こうした変化の到来に気づいた別のアーティストがいた。プリンスである。

 プリンスは、2001年のバレンタインデーに、オンライン・サブスクリプション・サービスであるNPGミュージッククラブを立ち上げた(NPGは彼のバックバンドであるNew Power Generationの頭文字)。それがタイダル(Tidal)〔アーティストとファンをつなぐストリーミングサービス〕の先駆けとなったと見ることもできる。

 NPGミュージッククラブは5年間にわたり、毎月または毎年のメンバーシップを提供し、ファンに新譜を提供するだけでなく、コンサートへの優待、リハーサルやアフターパーティーへの参加機会などを提供した。

 プリンスのデジタルプロデューサーであるサム・ジェニングスは、『Subscribed』のポッドキャストで、プリンスがいかに彼のサービスに価値を築くことにコミットしているかを詳しく話してくれた。

「メンバーになったら、毎月約3~4曲の新曲、ライブバージョンやリミックスやその他いろいろ貰える。あと、オーディオショー。僕たちはオーディオショーと呼んだけど、要はポッドキャストだ。基本的に1時間ほどのラジオ番組で、プリンスがスタジオで収録して、僕たちがダウンロードファイルにして提供した。
 狙いは、彼らに同時進行体験を提供して、自分もその一部になりたいと思ってもらうことだった。彼らは音楽を入手し、ダウンロードファイルを受け取るんだけど、彼ら自身もさまざまなコミュニティ体験の一部になる。彼らにたんなる客ではなく、メンバーの一員と感じてもらうにはどうすればいいか、いつもそのことを考えていたよ」

ミュージシャンとリスナーの進化した関係

 さらに進んで、リスナーがたんなるメンバーでさえなく、創作プロセスにまで参加するようになれば何が起こるだろう。

 2016年、カニエ・ウェストは一種の新しいアルバムをリリースした。それは実際にはまだ完成していないアルバムだった。彼は歌詞に磨きをかけたり、曲の収録順を変えたり、音を足したり引いたりする過程を公開したのだ。

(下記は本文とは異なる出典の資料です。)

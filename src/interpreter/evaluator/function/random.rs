use crate::{
    error::RuntimeError,
    interpreter::{
        evaluator::{
            cast,
            core::{Context, EvalResult},
        },
        value::core::Value,
    },
    util::num::f64_floor_to_i64,
};

/// A small xorshift* generator.
///
/// The interpreter needs a randomness source that is seedable, so that a
/// fixed seed makes program output byte-identical across runs. A 64-bit
/// xorshift with a multiplicative finalizer is plenty for scripting-level
/// randomness and keeps the runtime dependency-free.
///
/// # Example
/// ```
/// use voidlang::interpreter::evaluator::function::random::Rng;
///
/// let mut a = Rng::seeded(42);
/// let mut b = Rng::seeded(42);
///
/// assert_eq!(a.next_unit(), b.next_unit());
/// assert_eq!(a.next_in_range(1, 6), b.next_in_range(1, 6));
/// ```
#[derive(Debug, Clone)]
pub struct Rng {
    state: u64,
}

impl Rng {
    /// Creates a generator from a seed. A zero seed is remapped to a fixed
    /// odd constant, since the all-zero state never leaves zero.
    #[must_use]
    pub const fn seeded(seed: u64) -> Self {
        Self { state: if seed == 0 { 0x9E37_79B9_7F4A_7C15 } else { seed } }
    }

    fn next_u64(&mut self) -> u64 {
        let mut x = self.state;
        x ^= x >> 12;
        x ^= x << 25;
        x ^= x >> 27;
        self.state = x;
        x.wrapping_mul(0x2545_F491_4F6C_DD1D)
    }

    /// A uniform float in `[0, 1)`, built from the top 53 bits.
    #[allow(clippy::cast_precision_loss)]
    pub fn next_unit(&mut self) -> f64 {
        (self.next_u64() >> 11) as f64 / (1u64 << 53) as f64
    }

    /// A uniform integer in the inclusive range `[min, max]`.
    #[allow(clippy::cast_possible_wrap)]
    #[allow(clippy::cast_sign_loss)]
    pub fn next_in_range(&mut self, min: i64, max: i64) -> i64 {
        let span = max.wrapping_sub(min).wrapping_add(1) as u64;
        if span == 0 {
            // The full 64-bit range.
            return self.next_u64() as i64;
        }
        min.wrapping_add((self.next_u64() % span) as i64)
    }
}

/// `random()` — a uniform float in `[0, 1)`.
pub fn random(context: &mut Context<'_>, _args: &[Value], _line: usize) -> EvalResult<Value> {
    Ok(Value::Float(context.rng_mut().next_unit()))
}

/// `rand(min, max)` — a uniform integer in the inclusive range.
///
/// Both bounds are coerced to numbers and floored; a non-numeric bound or
/// a reversed range is fatal.
///
/// # Errors
/// - `ExpectedNumber` when a bound has no numeric reading.
/// - `InvalidRandRange` when `min > max`.
pub fn rand_range(context: &mut Context<'_>,
                  min: &Value,
                  max: &Value,
                  line: usize)
                  -> EvalResult<Value> {
    let low = f64_floor_to_i64(cast::to_number(min, line)?, line)?;
    let high = f64_floor_to_i64(cast::to_number(max, line)?, line)?;

    if low > high {
        return Err(RuntimeError::InvalidRandRange { min: low,
                                                    max: high,
                                                    line });
    }
    Ok(Value::Int(context.rng_mut().next_in_range(low, high)))
}
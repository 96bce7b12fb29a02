use crate::interpreter::value::core::{Value, values_equal};

/// An insertion-ordered association between value keys and values.
///
/// Entries are kept in a single vector so that insertion order is what
/// `echo` prints. Key lookup uses the language's cross-type equality
/// relation, so `1`, `1.0`, and `true` all name the same slot; hashing is
/// deliberately avoided because it would have to agree with that relation.
///
/// Replacing an existing key keeps its position:
///
/// ```
/// use voidlang::interpreter::value::{core::Value, dict::Dict};
///
/// let mut d = Dict::new();
/// d.insert(Value::from("a"), Value::Int(1));
/// d.insert(Value::from("b"), Value::Int(2));
/// d.insert(Value::from("a"), Value::Int(9));
///
/// assert_eq!(d.len(), 2);
/// assert_eq!(d.get(&Value::from("a")), Some(&Value::Int(9)));
/// assert_eq!(d.entries()[0].1, Value::Int(9));
/// ```
#[derive(Debug, Clone, Default, PartialEq)]
pub struct Dict {
    entries: Vec<(Value, Value)>,
}

impl Dict {
    /// Creates an empty dictionary.
    #[must_use]
    pub const fn new() -> Self {
        Self { entries: Vec::new() }
    }

    /// Builds a dictionary from key/value pairs in order, applying the
    /// replace-in-place rule to duplicate keys.
    #[must_use]
    pub fn from_pairs(pairs: Vec<(Value, Value)>) -> Self {
        let mut dict = Self::new();
        for (key, value) in pairs {
            dict.insert(key, value);
        }
        dict
    }

    /// The number of entries.
    #[must_use]
    pub fn len(&self) -> usize {
        self.entries.len()
    }

    /// Whether the dictionary has no entries.
    #[must_use]
    pub fn is_empty(&self) -> bool {
        self.entries.is_empty()
    }

    /// Looks up the value stored under a key equal to `key`.
    #[must_use]
    pub fn get(&self, key: &Value) -> Option<&Value> {
        self.entries
            .iter()
            .find(|(existing, _)| values_equal(existing, key))
            .map(|(_, value)| value)
    }

    /// Inserts a key/value pair.
    ///
    /// If a key equal to `key` already exists, its value is replaced in
    /// place and its position is preserved; otherwise the pair is appended.
    pub fn insert(&mut self, key: Value, value: Value) {
        for (existing, slot) in &mut self.entries {
            if values_equal(existing, &key) {
                *slot = value;
                return;
            }
        }
        self.entries.push((key, value));
    }

    /// Removes the entry whose key equals `key`, returning its value.
    pub fn remove(&mut self, key: &Value) -> Option<Value> {
        let position = self.entries
                           .iter()
                           .position(|(existing, _)| values_equal(existing, key))?;
        Some(self.entries.remove(position).1)
    }

    /// Removes every entry.
    pub fn clear(&mut self) {
        self.entries.clear();
    }

    /// The entries in insertion order.
    #[must_use]
    pub fn entries(&self) -> &[(Value, Value)] {
        &self.entries
    }
}
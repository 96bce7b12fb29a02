use std::iter::Peekable;

use crate::{
    ast::{BinaryOperator, Expr},
    interpreter::{
        lexer::{Spanned, Token},
        parser::{core::ParseResult, unary::parse_unary},
    },
};

/// Maps a token to its corresponding binary operator.
///
/// Returns `Some(BinaryOperator)` when the token represents a binary
/// operator, `None` for all other tokens.
///
/// # Example
/// ```
/// use voidlang::{
///     ast::BinaryOperator,
///     interpreter::{lexer::Token, parser::binary::token_to_binary_operator},
/// };
///
/// assert_eq!(token_to_binary_operator(&Token::Plus),
///            Some(BinaryOperator::Add));
/// assert_eq!(token_to_binary_operator(&Token::Semicolon), None);
/// ```
#[must_use]
pub const fn token_to_binary_operator(token: &Token) -> Option<BinaryOperator> {
    match token {
        Token::Plus => Some(BinaryOperator::Add),
        Token::Minus => Some(BinaryOperator::Sub),
        Token::Star => Some(BinaryOperator::Mul),
        Token::Slash => Some(BinaryOperator::Div),
        Token::Percent => Some(BinaryOperator::Mod),
        Token::DoubleStar => Some(BinaryOperator::Pow),
        Token::Less => Some(BinaryOperator::Less),
        Token::Greater => Some(BinaryOperator::Greater),
        Token::LessEqual => Some(BinaryOperator::LessEqual),
        Token::GreaterEqual => Some(BinaryOperator::GreaterEqual),
        Token::EqualEqual => Some(BinaryOperator::Equal),
        Token::BangEqual => Some(BinaryOperator::NotEqual),
        Token::AmpAmp => Some(BinaryOperator::And),
        Token::PipePipe => Some(BinaryOperator::Or),
        _ => None,
    }
}

/// Parses logical OR expressions, the lowest precedence level.
///
/// Grammar: `logical_or := logical_and ("||" logical_and)*`
///
/// # Parameters
/// - `tokens`: Token iterator with lookahead.
///
/// # Returns
/// A binary expression tree using `BinaryOperator::Or`.
pub fn parse_logical_or<'a, I>(tokens: &mut Peekable<I>) -> ParseResult<Expr>
    where I: Iterator<Item = &'a Spanned> + Clone
{
    parse_left_associative(tokens,
                           parse_logical_and,
                           |op| matches!(op, BinaryOperator::Or))
}

/// Parses logical AND expressions.
///
/// Grammar: `logical_and := equality ("&&" equality)*`
pub fn parse_logical_and<'a, I>(tokens: &mut Peekable<I>) -> ParseResult<Expr>
    where I: Iterator<Item = &'a Spanned> + Clone
{
    parse_left_associative(tokens,
                           parse_equality,
                           |op| matches!(op, BinaryOperator::And))
}

/// Parses equality expressions.
///
/// Grammar: `equality := relational (("==" | "!=") relational)*`
pub fn parse_equality<'a, I>(tokens: &mut Peekable<I>) -> ParseResult<Expr>
    where I: Iterator<Item = &'a Spanned> + Clone
{
    parse_left_associative(tokens, parse_relational, |op| {
        matches!(op, BinaryOperator::Equal | BinaryOperator::NotEqual)
    })
}

/// Parses relational expressions.
///
/// Grammar: `relational := additive (("<" | ">" | "<=" | ">=") additive)*`
pub fn parse_relational<'a, I>(tokens: &mut Peekable<I>) -> ParseResult<Expr>
    where I: Iterator<Item = &'a Spanned> + Clone
{
    parse_left_associative(tokens, parse_additive, |op| {
        matches!(op,
                 BinaryOperator::Less
                 | BinaryOperator::Greater
                 | BinaryOperator::LessEqual
                 | BinaryOperator::GreaterEqual)
    })
}

/// Parses addition and subtraction expressions.
///
/// Grammar: `additive := multiplicative (("+" | "-") multiplicative)*`
pub fn parse_additive<'a, I>(tokens: &mut Peekable<I>) -> ParseResult<Expr>
    where I: Iterator<Item = &'a Spanned> + Clone
{
    parse_left_associative(tokens, parse_multiplicative, |op| {
        matches!(op, BinaryOperator::Add | BinaryOperator::Sub)
    })
}

/// Parses multiplication-level expressions.
///
/// Grammar: `multiplicative := power (("*" | "/" | "%") power)*`
pub fn parse_multiplicative<'a, I>(tokens: &mut Peekable<I>) -> ParseResult<Expr>
    where I: Iterator<Item = &'a Spanned> + Clone
{
    parse_left_associative(tokens, parse_power, |op| {
        matches!(op,
                 BinaryOperator::Mul | BinaryOperator::Div | BinaryOperator::Mod)
    })
}

/// Parses exponentiation expressions.
///
/// `**` is right-associative: `2 ** 3 ** 2` parses as `2 ** (3 ** 2)`.
///
/// Grammar: `power := unary ("**" power)?`
pub fn parse_power<'a, I>(tokens: &mut Peekable<I>) -> ParseResult<Expr>
    where I: Iterator<Item = &'a Spanned> + Clone
{
    let left = parse_unary(tokens)?;

    if let Some(Spanned { token: Token::DoubleStar,
                          line,
                          .. }) = tokens.peek()
    {
        let line = *line;
        tokens.next();

        let right = parse_power(tokens)?;
        return Ok(Expr::Binary { left: Box::new(left),
                                 op: BinaryOperator::Pow,
                                 right: Box::new(right),
                                 line });
    }

    Ok(left)
}

/// Parses one left-associative precedence level.
///
/// Repeatedly parses `next_level` operands joined by any operator that
/// `belongs` accepts, folding them into a left-leaning tree.
fn parse_left_associative<'a, I>(tokens: &mut Peekable<I>,
                                 next_level: fn(&mut Peekable<I>) -> ParseResult<Expr>,
                                 belongs: fn(BinaryOperator) -> bool)
                                 -> ParseResult<Expr>
    where I: Iterator<Item = &'a Spanned> + Clone
{
    let mut left = next_level(tokens)?;
    loop {
        if let Some(sp) = tokens.peek()
           && let Some(op) = token_to_binary_operator(&sp.token)
           && belongs(op)
        {
            let line = sp.line;
            tokens.next();

            let right = next_level(tokens)?;
            left = Expr::Binary { left: Box::new(left),
                                  op,
                                  right: Box::new(right),
                                  line };
            continue;
        }
        break;
    }
    Ok(left)
}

テクノロジー業界であれば、この「ザ・ライフ・オブ・パブロ」というアルバムはさしずめ「実用最小限の製品」(MVP:ミニマム・バイアブル・プロダクト)と呼ばれるだろう。

 この呼び方にはどこか顧客を小馬鹿にしたような響きがあるが、実は非常に重要な考え方だ。

 とにかく市場に何かを投入しなければ、企業は顧客からフィードバックを収集することはできず、事業の継続と改善のためのデータを得ることもできない。MVPはクラウドソフトウェア開発における絶対的な原則であり、カニエは楽曲制作プロセスにそれを適用したのだ。